PROBLEM REQUIREMENTS – Reproduce every line in the material below that holds "command".

*** AVAILABLE DATA ***

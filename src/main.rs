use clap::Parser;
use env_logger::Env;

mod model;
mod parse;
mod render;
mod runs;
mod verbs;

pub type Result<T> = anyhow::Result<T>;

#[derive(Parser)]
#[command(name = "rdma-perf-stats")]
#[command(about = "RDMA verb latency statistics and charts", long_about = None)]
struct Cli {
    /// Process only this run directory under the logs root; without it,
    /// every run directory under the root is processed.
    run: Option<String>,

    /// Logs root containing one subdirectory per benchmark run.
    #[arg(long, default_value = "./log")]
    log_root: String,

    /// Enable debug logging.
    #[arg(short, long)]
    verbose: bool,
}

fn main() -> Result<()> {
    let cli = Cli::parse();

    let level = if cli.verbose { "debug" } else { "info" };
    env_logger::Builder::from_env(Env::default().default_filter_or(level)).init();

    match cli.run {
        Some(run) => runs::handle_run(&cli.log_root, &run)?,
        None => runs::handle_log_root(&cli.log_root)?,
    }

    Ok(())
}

***
*** AVAILABLE DATA ***

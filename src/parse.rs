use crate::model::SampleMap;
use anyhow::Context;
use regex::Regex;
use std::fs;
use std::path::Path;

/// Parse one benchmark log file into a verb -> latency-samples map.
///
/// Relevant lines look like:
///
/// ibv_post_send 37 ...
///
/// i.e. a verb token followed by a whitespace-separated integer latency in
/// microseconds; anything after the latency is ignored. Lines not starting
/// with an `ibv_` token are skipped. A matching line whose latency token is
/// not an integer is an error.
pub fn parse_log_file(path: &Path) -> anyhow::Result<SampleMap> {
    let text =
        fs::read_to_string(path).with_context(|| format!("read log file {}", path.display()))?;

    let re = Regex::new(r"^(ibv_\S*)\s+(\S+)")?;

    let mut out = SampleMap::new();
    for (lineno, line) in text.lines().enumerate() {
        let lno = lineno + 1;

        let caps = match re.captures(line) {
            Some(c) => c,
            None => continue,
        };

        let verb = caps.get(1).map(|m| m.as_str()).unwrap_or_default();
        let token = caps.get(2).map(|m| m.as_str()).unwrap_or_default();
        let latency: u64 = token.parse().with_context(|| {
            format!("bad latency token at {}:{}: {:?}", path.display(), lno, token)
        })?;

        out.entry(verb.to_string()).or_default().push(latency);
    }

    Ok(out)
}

***

TASK RESPONSE –
#[command(name = "rdma-perf-stats")]
#[command(about = "RDMA verb latency statistics and charts", long_about = None)]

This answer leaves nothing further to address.